Brokerage firm CLSA has lowered its Sensex target for December 2015 by 3% to 28,500 points, saying: "The prospects of a meaningful economic recovery in the second half of FY16 are fading and we remain cautious near-term."
Elsewhere, in New Zealand, the central bank has cut its benchmark cash rate for the first time in four years. The nation's main stock index added 1%.
Capital Economics said in a note: "While today's interest rate cut by the Reserve Bank of New Zealand, to 3.25% from 3.50%, came a bit earlier than we expected, towards the start of the year we were one of the few analysts expecting rates to fall at all. A further cut in rates to our end-year forecast of 3.0% could come as soon as next month.

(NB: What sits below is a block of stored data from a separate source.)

//! Passcode configuration

use serde::{Deserialize, Serialize};

use super::{invalid, ConfigError};

/// Longest passcode the generator will produce
pub const MAX_CODE_LENGTH: usize = 32;

/// Passcode issuance settings
#[derive(Debug, Clone, Copy, PartialEq, Eq, Deserialize, Serialize)]
#[serde(default)]
pub struct OtpConfig {
    /// Number of digits in an issued passcode
    pub code_length: usize,

    /// Minutes an issued passcode stays valid
    pub ttl_minutes: i64,
}

impl Default for OtpConfig {
    fn default() -> Self {
        Self {
            code_length: 5,
            ttl_minutes: 5,
        }
    }
}

impl OtpConfig {
    pub fn validate(&self) -> Result<(), ConfigError> {
        if self.code_length == 0 || self.code_length > MAX_CODE_LENGTH {
            return Err(invalid("otp.code_length", "must be between 1 and 32"));
        }
        if self.ttl_minutes <= 0 {
            return Err(invalid("otp.ttl_minutes", "must be positive"));
        }
        Ok(())
    }
}
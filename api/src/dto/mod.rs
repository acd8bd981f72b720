//! Data transfer objects for the HTTP API

pub mod error;
pub mod otp;

pub use error::{ErrorResponse, ErrorResponseExt};
pub use otp::{RequestOtpRequest, RequestOtpResponse, ValidateOtpRequest, ValidateOtpResponse};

"If we are right in thinking that the outlook is weaker than the RBNZ believes, then rates may even have to fall further. The dollar could therefore weaken to US$0.65 or below."
In Tokyo, Central Japan Railway and West Japan Railway jumped 5.21% and 5.32% respectively.
Sony gained 2.92% on the back of a weaker yen while Toyota Motor added 1.71%.
Tokio Marine Holdings finished 0.45% lower following news that it will acquire New York-traded HCC Insurance for some $7.5bn.
In Shanghai, Bank of Communications lost 3.60% while Bank of China lost 2.72%. Ping An Insurance settled 2.09% higher.
In Hong Kong, Chinese developer Agile Property Holdings lost 2.58%.
In Sydney, Fortescue Metals jumped 6.44% after iron ore prices rose above $65 a tonne. Rio Tinto added 2.51% while BHP Billiton added 2.06%.
Oil Search jumped 4.44% while Santos gained 2.48%.
In Seoul, builder Samsung C&T lost 7.07%. The firm plans to sell nine million common treasury shares to construction materials firm KCC by 12 June, and make KCC the fourth-largest individual shareholder of the company. The move is expected to spark a protracted battle with US hedge fund Elliott, which has sought an injunction to block a buyout of Samsung C&T by Cheil Industries.
Tong Yang Insurance added 1.06%, after opening 15% higher, on news the nation's Financial Services Commission has approved Anbang Insurance Group's purchase of a controlling stake in Tong Yang.
In Mumbai, JLR-parent Tata Motors lost 3.61% while Tata Steel gave up 2.34%.